Philippines: One Imported 2019-nCoV Case
According to international health authorities, 1 imported, laboratory-confirmed case of 2019 novel coronavirus (2019-nCoV) infection has been reported; the case arrived on January 21, 2020, and developed symptoms on January 25.
Germany: One Locally Acquired 2019-nCoV Case in Bavaria State
According to Germany's Ministry of Health and press sources, 1 locally acquired, laboratory-confirmed case of pneumonia caused by 2019 novel coronavirus (2019-nCoV) was reported on January 27, 2020, in Bavaria State. The case reported contact on January 21 with an asymptomatic Chinese resident who had traveled to Germany while asymptomatic. Fever and respiratory symptoms would likely manifest in contacts within the 14-day incubation period usual for coronaviruses.
Bolivia: Widespread Violent Protests
Widespread, violent protests and civil unrest in response to the political situation have been reported since October 20, 2019, throughout the country, especially in La Paz and other cities. Further unrest is likely. Extensive road closures and transportation delays (especially flights via El Alto International Airport) should be expected. Extreme vigilance is recommended; bystanders are at risk of harm from violence or from the response by authorities. Travelers should avoid demonstrations, carry a fully charged communication device, follow the advice of local authorities, and monitor the situation through local media and embassy communications.
Hurricane Dorian
From September 1-3, 2019, Hurricane Dorian struck mainly northwestern areas of the Bahamas. Catastrophic flooding and infrastructure damage, especially on Grand Bahama and Abaco islands, have been reported. Disruptions to transportation, mobile and internet services, and basic services (including power outages and limited access to potable water) should be expected for the for seeable future. Grand Bahama International Airport is closed. Nassau International airport has reopened. Travelers should avoid travel to this country and monitor the situation through local media and embassy communications.
Hong Kong: Widespread Protests
Widespread, increasingly violent protests and civil unrest in response to the political situation have been reported since early June 2019 at several locations throughout Hong Kong, including Hong Kong International Airport, Mass Transit Rail (MTR) stations, police headquarters, Central Government Complex, Admiralty, and Tamar Park. Further unrest of increasing magnitude is likely. Road closures and transportation delays (including trains to and flights from Hong Kong International Airport) should be expected during protests and may result in the temporary suspension of services. Passengers are advised to check with their airlines and to proceed to the airport only when their flight has been confirmed. Bystanders are at risk of harm from violence or from the response by authorities. Travelers should avoid demonstrations, follow the advice of local authorities, and monitor the situation through local media and embassy communications.

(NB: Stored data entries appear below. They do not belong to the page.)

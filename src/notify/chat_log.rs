use crate::messaging::payload::{ChatMessage, MessageStatus, MessageType};
use crate::notify::format::{escape_html, format_file_size};
use crate::transport::types::ConversationId;

#[derive(Clone, Copy, Debug, PartialEq, Eq)]
pub enum Side {
    Sent,
    Received,
}

#[derive(Clone, Debug, PartialEq, Eq)]
pub struct DocumentLink {
    pub name: String,
    pub url: String,
    pub size_label: String,
    pub is_image: bool,
}

#[derive(Clone, Debug, PartialEq, Eq)]
pub enum BubbleBody {
    Text(String),
    Photos(Vec<String>),
    Documents(Vec<DocumentLink>),
}

/// One rendered chat message.
#[derive(Clone, Debug, PartialEq, Eq)]
pub struct MessageBubble {
    pub conversation_id: ConversationId,
    pub side: Side,
    pub body: BubbleBody,
    pub time_label: String,
    /// Only the current user's own messages carry a delivery marker.
    pub status: Option<MessageStatus>,
}

impl MessageBubble {
    pub fn from_message(message: &ChatMessage) -> Self {
        let side = if message.is_from_current_user {
            Side::Sent
        } else {
            Side::Received
        };
        let body = match message.message_type {
            MessageType::Photo if !message.files.is_empty() => BubbleBody::Photos(
                message.files.iter().map(|file| file.file_url.clone()).collect(),
            ),
            MessageType::Document if !message.files.is_empty() => BubbleBody::Documents(
                message
                    .files
                    .iter()
                    .map(|file| DocumentLink {
                        name: file.original_filename.clone(),
                        url: file.file_url.clone(),
                        size_label: format_file_size(file.file_size),
                        is_image: file.file_type.as_deref() == Some("photo"),
                    })
                    .collect(),
            ),
            _ => BubbleBody::Text(message.content.clone()),
        };
        let time_label = message
            .created_at
            .map(|created| created.format("%H:%M").to_string())
            .unwrap_or_default();
        Self {
            conversation_id: message.conversation_id,
            side,
            body,
            time_label,
            status: message.is_from_current_user.then_some(message.message_status),
        }
    }

    pub fn to_html(&self) -> String {
        let class = match self.side {
            Side::Sent => "message-bubble message-sent",
            Side::Received => "message-bubble message-received",
        };
        let content = match &self.body {
            BubbleBody::Text(text) => {
                format!("<div class=\"message-text\">{}</div>", escape_html(text))
            }
            BubbleBody::Photos(urls) => {
                let images = urls
                    .iter()
                    .map(|url| {
                        format!(
                            "<img src=\"{}\" class=\"img-fluid rounded\" alt=\"Photo attachment\">",
                            escape_html(url)
                        )
                    })
                    .collect::<String>();
                format!("<div class=\"message-photo\">{images}</div>")
            }
            BubbleBody::Documents(links) => {
                let anchors = links
                    .iter()
                    .map(|link| {
                        let icon = if link.is_image { "image" } else { "pdf" };
                        format!(
                            "<a href=\"{}\" target=\"_blank\"><i class=\"fas fa-file-{icon}\"></i><div>{}</div><small class=\"text-muted\">{}</small></a>",
                            escape_html(&link.url),
                            escape_html(&link.name),
                            escape_html(&link.size_label)
                        )
                    })
                    .collect::<String>();
                format!("<div class=\"message-document\">{anchors}</div>")
            }
        };
        let status = match self.status {
            Some(MessageStatus::Read) => {
                "<span class=\"text-primary\"><i class=\"fas fa-check-double\"></i></span>"
            }
            Some(_) => "<span class=\"text-muted\"><i class=\"fas fa-check\"></i></span>",
            None => "",
        };
        format!(
            "<div class=\"{class}\"><div class=\"message-content\">{content}<div class=\"message-meta\"><small class=\"text-muted\">{}</small>{status}</div></div></div>",
            escape_html(&self.time_label)
        )
    }
}

#[derive(Clone, Debug, Default, PartialEq, Eq)]
pub struct ChatLog {
    bubbles: Vec<MessageBubble>,
}

impl ChatLog {
    pub fn new() -> Self {
        Self::default()
    }

    pub fn push(&mut self, message: &ChatMessage) {
        self.bubbles.push(MessageBubble::from_message(message));
    }

    /// Marks the current user's bubbles in `conversation` as read. Returns how many changed.
    pub fn mark_read(&mut self, conversation: ConversationId) -> usize {
        let mut changed = 0;
        for bubble in &mut self.bubbles {
            if bubble.conversation_id != conversation {
                continue;
            }
            if let Some(status) = bubble.status.as_mut() {
                if *status != MessageStatus::Read {
                    *status = MessageStatus::Read;
                    changed += 1;
                }
            }
        }
        changed
    }

    pub fn bubbles(&self) -> &[MessageBubble] {
        &self.bubbles
    }

    pub fn len(&self) -> usize {
        self.bubbles.len()
    }

    pub fn is_empty(&self) -> bool {
        self.bubbles.is_empty()
    }

    pub fn clear(&mut self) {
        self.bubbles.clear();
    }

    pub fn to_html(&self) -> String {
        self.bubbles.iter().map(MessageBubble::to_html).collect()
    }
}
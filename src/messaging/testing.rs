//! Recording bus fakes shared by the messaging and upload tests.

use std::cell::RefCell;
use std::collections::VecDeque;
use std::rc::Rc;
use std::time::Instant;

use crate::messaging::config::DEFAULT_PORT;
use crate::messaging::stomp::{
    BusConnector, BusHandshake, BusMessage, BusSession, HandshakeRequest,
};
use crate::messaging::{MessagingClient, MessagingConfig};
use crate::transport::errors::TransportError;

#[derive(Clone, Debug, PartialEq, Eq)]
pub(crate) enum Call {
    Subscribe(String, String),
    Unsubscribe(String),
    Publish(String, String),
    Disconnect,
}

pub(crate) enum Inbound {
    Message(BusMessage),
    Eof,
}

#[derive(Default)]
pub(crate) struct Bus {
    pub(crate) calls: Vec<Call>,
    pub(crate) inbound: VecDeque<Inbound>,
    pub(crate) handshakes: usize,
    pub(crate) last_request: Option<HandshakeRequest>,
}

impl Bus {
    pub(crate) fn push_message(&mut self, subscription: &str, body: &str) {
        self.inbound.push_back(Inbound::Message(BusMessage::Message {
            subscription: subscription.to_string(),
            destination: "/test".to_string(),
            body: body.to_string(),
        }));
    }

    pub(crate) fn publishes(&self) -> Vec<(String, String)> {
        self.calls
            .iter()
            .filter_map(|call| match call {
                Call::Publish(destination, body) => Some((destination.clone(), body.clone())),
                _ => None,
            })
            .collect()
    }
}

pub(crate) struct TestSession {
    bus: Rc<RefCell<Bus>>,
}

impl BusSession for TestSession {
    fn subscribe(&mut self, id: &str, destination: &str) -> Result<(), TransportError> {
        self.bus
            .borrow_mut()
            .calls
            .push(Call::Subscribe(id.to_string(), destination.to_string()));
        Ok(())
    }

    fn unsubscribe(&mut self, id: &str) -> Result<(), TransportError> {
        self.bus
            .borrow_mut()
            .calls
            .push(Call::Unsubscribe(id.to_string()));
        Ok(())
    }

    fn publish(&mut self, destination: &str, body: &str) -> Result<(), TransportError> {
        self.bus
            .borrow_mut()
            .calls
            .push(Call::Publish(destination.to_string(), body.to_string()));
        Ok(())
    }

    fn next_message(&mut self) -> Result<Option<BusMessage>, TransportError> {
        match self.bus.borrow_mut().inbound.pop_front() {
            Some(Inbound::Message(message)) => Ok(Some(message)),
            Some(Inbound::Eof) => Err(TransportError::Disconnected),
            None => Ok(None),
        }
    }

    fn disconnect(&mut self) -> Result<(), TransportError> {
        self.bus.borrow_mut().calls.push(Call::Disconnect);
        Ok(())
    }
}

pub(crate) struct TestConnector {
    bus: Rc<RefCell<Bus>>,
    failures: Rc<RefCell<usize>>,
}

impl BusConnector for TestConnector {
    fn handshake(&mut self, request: HandshakeRequest) -> Result<BusHandshake, TransportError> {
        {
            let mut bus = self.bus.borrow_mut();
            bus.handshakes += 1;
            bus.last_request = Some(request);
        }
        let mut failures = self.failures.borrow_mut();
        if *failures > 0 {
            *failures -= 1;
            return Err(TransportError::Io("connection refused".to_string()));
        }
        Ok(BusHandshake {
            server_version: Some("1.2".to_string()),
            session: Box::new(TestSession {
                bus: Rc::clone(&self.bus),
            }),
        })
    }
}

pub(crate) fn test_config() -> MessagingConfig {
    MessagingConfig::new("bus.example".to_string(), DEFAULT_PORT, "alice".to_string())
}

pub(crate) fn client_with(
    failures: usize,
) -> (MessagingClient, Rc<RefCell<Bus>>, Rc<RefCell<usize>>) {
    let bus = Rc::new(RefCell::new(Bus::default()));
    let failures = Rc::new(RefCell::new(failures));
    let connector = TestConnector {
        bus: Rc::clone(&bus),
        failures: Rc::clone(&failures),
    };
    let client = MessagingClient::with_connector(test_config(), Box::new(connector));
    (client, bus, failures)
}

pub(crate) fn connected_client() -> (MessagingClient, Rc<RefCell<Bus>>, Instant) {
    let (mut client, bus, _) = client_with(0);
    let now = Instant::now();
    client.connect(now).expect("connect failed");
    client.take_events();
    (client, bus, now)
}

pub(crate) fn sub_id(client: &MessagingClient, destination: &str) -> String {
    let bus_channel = client
        .subscriptions()
        .channels()
        .into_iter()
        .find(|channel| channel.destination() == destination)
        .expect("channel not subscribed");
    client
        .subscriptions()
        .id_for(bus_channel)
        .expect("missing id")
        .to_string()
}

India: Advisory Due to High Terrorist Threat in Jammu and Kashmir State
According to regional government authorities, a heightened threat of terrorist attacks, civil unrest, and ongoing security concerns exist in Jammu and Kashmir State, especially in Srinagar, in response to the revocation by India of constitutional guarantees of Kashmiri autonomy. The presence of tens of thousands of heavily armed security forces should be expected and a state of emergency is in effect, with restrictions on movement and assembly imposed until further notice. Internet services have been shut down. Extreme vigilance is recommended. Travelers are advised to reconsider travel (or avoid nonessential travel) to Jammu and Kashmir State. Travelers should maintain a high level of security awareness, follow the advice of local authorities, and monitor the situation through local media and embassy communications.